Una tarea difícil, como refleja la trayectoria de una de las más importantes voces de autoridad del feminismo laicista en España e Iberoamérica: Belén de Sárraga (18721951), a la que he dedicado varios trabajos.[62]Casada a los veintiún años con el joven dependiente de comercio Jesús Emilio Ferrero Balaguer, de su misma edad, federal y librepensador como ella, la pareja constituyó durante un tiempo el paradigma de «matrimonio republicano», con todas sus contradicciones. El sacerdote que los casó anotó en el acta matrimonial: «saben doctrina, confesaron y comulgaron», dato que no encaja con el periplo vital de los contrayentes, marcado por su militancia anticlerical. Aunque posteriormente corrió la voz de que vivían amancebados –un rumor aireado por sus detractores–, el hecho de que se casaran por la Iglesia no era incompatible con el deísmo teosófico de la pareja, muy en boga en algunos círculos de la Barcelona finisecular. Estas corrientes de pensamiento, acordes con la tradición hermética del siglo XVI –Erasmo de Rotterdam y Juan de Valdés, entre otros– solían diferenciar entre «exterioridad» (que no hay que impugnar, sino tener por indiferente) e «interioridad» (lo único que importa), siendo introducidas por fourieristas y sansimonianos a mediados del siglo XIX.

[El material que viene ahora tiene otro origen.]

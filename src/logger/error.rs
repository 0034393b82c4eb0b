//! Error types for the logger

use thiserror::Error;

#[derive(Debug, Error)]
pub enum LoggerError {
    #[error("IO error: {0}")]
    Io(#[from] std::io::Error),

    #[error("Configuration error: {message}")]
    Config { message: String },

    /// A global subscriber was already installed
    #[error("Logger already initialized: {message}")]
    AlreadyInitialized { message: String },
}

impl LoggerError {
    pub fn config(message: impl Into<String>) -> Self {
        Self::Config {
            message: message.into(),
        }
    }
}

Sería interesante analizar en más de un sentido el proceso de reconstrucción de las identidades subjetivas de esta pareja republicana a la luz de su evolución política y personal. La dedicatoria a su marido del libro de poemas de Belén de Sárraga Minucias (1901), considerado por los críticos «una pequeña Biblia de amor, catecismo cívico y Evangelio de la libertad», un hermoso conjunto de «cantos a la humanidad, inspirado por nobles y elevados ideales»,[63]es muy elocuente:
A ti, a quien me ligan los dobles lazos de amor y comunión de ideas, que eres no sólo el padre de mis hijos, sino también el alma gemela a la mía y con ella identificada por la defensa de los grandes ideales humanos, a ti, que en mis luchas contra toda tiranía fuiste mi cooperador, mi sostén, mi compañero, mi hermano...

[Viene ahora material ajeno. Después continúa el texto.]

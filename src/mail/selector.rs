//! Name-based provider selection.

use std::fmt;
use std::str::FromStr;

use tracing::debug;

use super::mailgun::MailgunProvider;
use super::provider::{EmailProvider, Mailer};
use super::sendgrid::SendGridProvider;
use crate::config::MailSettings;
use crate::error::{MailError, MailResult};

/// Every provider the selector can build
#[derive(Debug, Clone, Copy, PartialEq, Eq, Hash)]
pub enum ProviderKind {
    SendGrid,
    Mailgun,
}

impl ProviderKind {
    pub const ALL: [ProviderKind; 2] = [ProviderKind::SendGrid, ProviderKind::Mailgun];

    pub fn as_str(&self) -> &'static str {
        match self {
            ProviderKind::SendGrid => SendGridProvider::NAME,
            ProviderKind::Mailgun => MailgunProvider::NAME,
        }
    }
}

impl FromStr for ProviderKind {
    type Err = MailError;

    /// Matches provider names case-insensitively
    fn from_str(s: &str) -> Result<Self, Self::Err> {
        Self::ALL
            .into_iter()
            .find(|kind| kind.as_str().eq_ignore_ascii_case(s))
            .ok_or_else(|| MailError::ProviderNotImplemented {
                name: s.to_string(),
            })
    }
}

impl fmt::Display for ProviderKind {
    fn fmt(&self, f: &mut fmt::Formatter<'_>) -> fmt::Result {
        write!(f, "{}", self.as_str())
    }
}

/// Builds a fresh, ready-to-configure [`Mailer`] for a provider name.
///
/// Each call constructs a new provider instance; nothing is shared between
/// mailers except the process-wide HTTP client.
#[derive(Debug, Clone, Default)]
pub struct ProviderSelector {
    settings: MailSettings,
}

impl ProviderSelector {
    pub fn new(settings: MailSettings) -> Self {
        Self { settings }
    }

    pub fn settings(&self) -> &MailSettings {
        &self.settings
    }

    /// Names accepted by [`select`](Self::select)
    pub fn available() -> Vec<&'static str> {
        ProviderKind::ALL.iter().map(ProviderKind::as_str).collect()
    }

    /// Constructs the provider for `kind` from the current settings
    pub fn provider(&self, kind: ProviderKind) -> Box<dyn EmailProvider> {
        match kind {
            ProviderKind::SendGrid => Box::new(SendGridProvider::new(&self.settings.sendgrid)),
            ProviderKind::Mailgun => Box::new(MailgunProvider::new(&self.settings.mailgun)),
        }
    }

    /// Returns a new mailer for `name` with the default sender pre-filled.
    ///
    /// # Errors
    /// `ProviderNotImplemented` naming the rejected identifier
    pub fn select(&self, name: &str) -> MailResult<Mailer> {
        let kind: ProviderKind = name.parse()?;
        debug!(provider = %kind, "Provider selected");

        Ok(Mailer::new(
            self.provider(kind),
            self.settings.default_sender.clone(),
        ))
    }
}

Estas palabras –tras siete intensos años de vida en común– no sólo reflejan unos sentimientos e intereses compartidos, sino que se enmarcan en el sistema de referencias culturales propias de la tradición gnóstica que ambos dominaban: el mito de Sofía, la figura femenina que busca a su redentor/hermano/amante, igual que hace Isis tras Osiris. Sofía es la mujer sabia, maestra y mediadora, capaz de vivir experiencias místicas y de usar la razón como lo haría un hombre, la Mujer-Sacerdotisa, la Mujer-Mesías de Enfantin. En el código de representaciones de los neoespiritualismos finiseculares estos rasgos serán proyectados sobre las teósofas, que tratarán de asumirlos en su vida cotidiana.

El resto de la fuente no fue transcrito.